=== Begin Enclosure ===

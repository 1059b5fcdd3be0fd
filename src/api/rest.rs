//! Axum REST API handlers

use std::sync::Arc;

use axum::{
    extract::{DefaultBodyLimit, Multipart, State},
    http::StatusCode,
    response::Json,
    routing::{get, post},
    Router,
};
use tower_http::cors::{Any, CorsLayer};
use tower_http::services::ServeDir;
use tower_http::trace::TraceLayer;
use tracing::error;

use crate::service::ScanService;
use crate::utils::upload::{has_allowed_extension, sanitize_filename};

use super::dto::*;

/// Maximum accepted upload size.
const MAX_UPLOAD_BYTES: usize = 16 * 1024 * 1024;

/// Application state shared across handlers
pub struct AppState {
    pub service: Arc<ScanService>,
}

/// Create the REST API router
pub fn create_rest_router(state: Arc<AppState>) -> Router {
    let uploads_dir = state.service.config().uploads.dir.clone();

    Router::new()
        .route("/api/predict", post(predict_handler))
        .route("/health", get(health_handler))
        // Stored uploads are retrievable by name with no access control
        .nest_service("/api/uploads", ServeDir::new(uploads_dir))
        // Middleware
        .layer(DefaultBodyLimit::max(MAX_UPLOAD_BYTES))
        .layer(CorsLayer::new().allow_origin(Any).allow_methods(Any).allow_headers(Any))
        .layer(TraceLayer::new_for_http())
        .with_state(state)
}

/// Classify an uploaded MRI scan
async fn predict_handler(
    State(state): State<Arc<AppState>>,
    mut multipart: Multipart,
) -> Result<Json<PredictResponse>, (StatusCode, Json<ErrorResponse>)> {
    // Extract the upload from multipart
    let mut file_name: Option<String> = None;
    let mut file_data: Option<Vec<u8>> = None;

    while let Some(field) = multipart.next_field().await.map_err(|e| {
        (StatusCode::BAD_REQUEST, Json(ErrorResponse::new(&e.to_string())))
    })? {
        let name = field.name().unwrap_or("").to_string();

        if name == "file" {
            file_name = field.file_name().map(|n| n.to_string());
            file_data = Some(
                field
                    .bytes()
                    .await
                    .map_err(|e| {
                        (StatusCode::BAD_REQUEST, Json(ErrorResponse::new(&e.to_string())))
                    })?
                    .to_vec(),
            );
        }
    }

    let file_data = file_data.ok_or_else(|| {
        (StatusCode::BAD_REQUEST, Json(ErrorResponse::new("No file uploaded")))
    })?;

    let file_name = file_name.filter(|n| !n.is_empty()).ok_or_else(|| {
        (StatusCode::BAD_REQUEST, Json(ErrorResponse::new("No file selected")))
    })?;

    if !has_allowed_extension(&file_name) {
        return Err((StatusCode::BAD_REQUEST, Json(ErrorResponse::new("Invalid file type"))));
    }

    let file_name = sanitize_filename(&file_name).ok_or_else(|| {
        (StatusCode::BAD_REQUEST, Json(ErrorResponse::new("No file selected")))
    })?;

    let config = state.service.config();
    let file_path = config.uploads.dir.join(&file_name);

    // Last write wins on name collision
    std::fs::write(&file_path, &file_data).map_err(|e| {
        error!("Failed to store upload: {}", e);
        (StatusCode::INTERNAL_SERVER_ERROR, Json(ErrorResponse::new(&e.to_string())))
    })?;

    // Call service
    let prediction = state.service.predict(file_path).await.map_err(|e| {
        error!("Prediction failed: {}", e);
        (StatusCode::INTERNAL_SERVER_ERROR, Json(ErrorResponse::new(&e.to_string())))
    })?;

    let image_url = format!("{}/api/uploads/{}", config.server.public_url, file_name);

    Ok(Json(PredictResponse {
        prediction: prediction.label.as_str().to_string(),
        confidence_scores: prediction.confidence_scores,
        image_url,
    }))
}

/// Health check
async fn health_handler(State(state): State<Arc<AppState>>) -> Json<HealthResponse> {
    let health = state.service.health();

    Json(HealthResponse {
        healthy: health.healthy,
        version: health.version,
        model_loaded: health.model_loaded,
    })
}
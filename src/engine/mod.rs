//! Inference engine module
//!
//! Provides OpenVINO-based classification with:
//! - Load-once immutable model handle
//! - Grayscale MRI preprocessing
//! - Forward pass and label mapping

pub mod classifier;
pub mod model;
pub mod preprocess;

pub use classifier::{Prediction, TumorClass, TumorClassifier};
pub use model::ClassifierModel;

=== End Enclosure ===

_Exercise aim_: Search the records for the word "uploads" and copy out every line that holds it.

_Solution for this exercise_:
    let uploads_dir = state.service.config().uploads.dir.clone();
        // Stored uploads are retrievable by name with no access control
        .nest_service("/api/uploads", ServeDir::new(uploads_dir))
    let file_path = config.uploads.dir.join(&file_name);
    let image_url = format!("{}/api/uploads/{}", config.server.public_url, file_name);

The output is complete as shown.